***** Provided entries

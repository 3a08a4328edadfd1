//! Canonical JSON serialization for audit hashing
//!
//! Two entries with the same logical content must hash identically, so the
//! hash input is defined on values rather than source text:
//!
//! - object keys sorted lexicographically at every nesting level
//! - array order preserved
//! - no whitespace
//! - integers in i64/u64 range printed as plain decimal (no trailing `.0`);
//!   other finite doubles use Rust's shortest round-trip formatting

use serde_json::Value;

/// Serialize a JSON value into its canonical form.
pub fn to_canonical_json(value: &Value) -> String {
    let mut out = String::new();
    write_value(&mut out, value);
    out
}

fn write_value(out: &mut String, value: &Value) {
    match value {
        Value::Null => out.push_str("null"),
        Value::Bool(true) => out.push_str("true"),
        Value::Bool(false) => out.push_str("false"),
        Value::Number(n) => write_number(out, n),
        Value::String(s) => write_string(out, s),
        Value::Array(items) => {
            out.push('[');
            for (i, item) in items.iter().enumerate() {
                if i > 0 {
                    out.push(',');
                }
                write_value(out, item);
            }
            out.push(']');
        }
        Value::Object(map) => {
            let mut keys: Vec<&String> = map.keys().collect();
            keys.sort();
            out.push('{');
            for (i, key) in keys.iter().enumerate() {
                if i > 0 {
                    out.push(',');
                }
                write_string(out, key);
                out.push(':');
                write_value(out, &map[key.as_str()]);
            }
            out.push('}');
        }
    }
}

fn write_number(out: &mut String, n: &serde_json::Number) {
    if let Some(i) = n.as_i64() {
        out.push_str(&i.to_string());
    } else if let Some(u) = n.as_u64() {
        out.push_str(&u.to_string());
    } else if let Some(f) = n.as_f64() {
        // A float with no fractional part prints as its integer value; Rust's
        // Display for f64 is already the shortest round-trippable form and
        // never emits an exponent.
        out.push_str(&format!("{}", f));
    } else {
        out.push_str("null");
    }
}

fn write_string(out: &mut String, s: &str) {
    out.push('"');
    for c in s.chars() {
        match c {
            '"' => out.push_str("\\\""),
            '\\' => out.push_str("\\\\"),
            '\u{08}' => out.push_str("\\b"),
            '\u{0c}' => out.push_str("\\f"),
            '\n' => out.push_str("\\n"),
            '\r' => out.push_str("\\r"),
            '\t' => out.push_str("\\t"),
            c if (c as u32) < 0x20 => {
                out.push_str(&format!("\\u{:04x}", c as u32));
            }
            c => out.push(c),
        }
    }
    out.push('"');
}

**********

Nothing in the data should be left out when you retype it exactly.

Result |
repository 3a08a4328edadfd1
//! Canonical JSON serialization for audit hashing
//!
//! Two entries with the same logical content must hash identically, so the
//! hash input is defined on values rather than source text:
//!
//! - object keys sorted lexicographically at every nesting level
//! - array order preserved
//! - no whitespace
//! - integers in i64/u64 range printed as plain decimal (no trailing `.0`);
//!   other finite doubles use Rust's shortest round-trip formatting

use serde_json::Value;

/// Serialize a JSON value into its canonical form.
pub fn to_canonical_json(value: &Value) -> String {
    let mut out = String::new();
    write_value(&mut out, value);
    out
}

fn write_value(out: &mut String, value: &Value) {
    match value {
        Value::Null => out.push_str("null"),
        Value::Bool(true) => out.push_str("true"),
        Value::Bool(false) => out.push_str("false"),
        Value::Number(n) => write_number(out, n),
        Value::String(s) => write_string(out, s),
        Value::Array(items) => {
            out.push('[');
            for (i, item) in items.iter().enumerate() {
                if i > 0 {
                    out.push(',');
                }
                write_value(out, item);
            }
            out.push(']');
        }
        Value::Object(map) => {
            let mut keys: Vec<&String> = map.keys().collect();
            keys.sort();
            out.push('{');
            for (i, key) in keys.iter().enumerate() {
                if i > 0 {
                    out.push(',');
                }
                write_string(out, key);
                out.push(':');
                write_value(out, &map[key.as_str()]);
            }
            out.push('}');
        }
    }
}

fn write_number(out: &mut String, n: &serde_json::Number) {
    if let Some(i) = n.as_i64() {
        out.push_str(&i.to_string());
    } else if let Some(u) = n.as_u64() {
        out.push_str(&u.to_string());
    } else if let Some(f) = n.as_f64() {
        // A float with no fractional part prints as its integer value; Rust's
        // Display for f64 is already the shortest round-trippable form and
        // never emits an exponent.
        out.push_str(&format!("{}", f));
    } else {
        out.push_str("null");
    }
}

fn write_string(out: &mut String, s: &str) {
    out.push('"');
    for c in s.chars() {
        match c {
            '"' => out.push_str("\\\""),
            '\\' => out.push_str("\\\\"),
            '\u{08}' => out.push_str("\\b"),
            '\u{0c}' => out.push_str("\\f"),
            '\n' => out.push_str("\\n"),
            '\r' => out.push_str("\\r"),
            '\t' => out.push_str("\\t"),
            c if (c as u32) < 0x20 => {
                out.push_str(&format!("\\u{:04x}", c as u32));
            }
            c => out.push(c),
        }
    }
    out.push('"');
}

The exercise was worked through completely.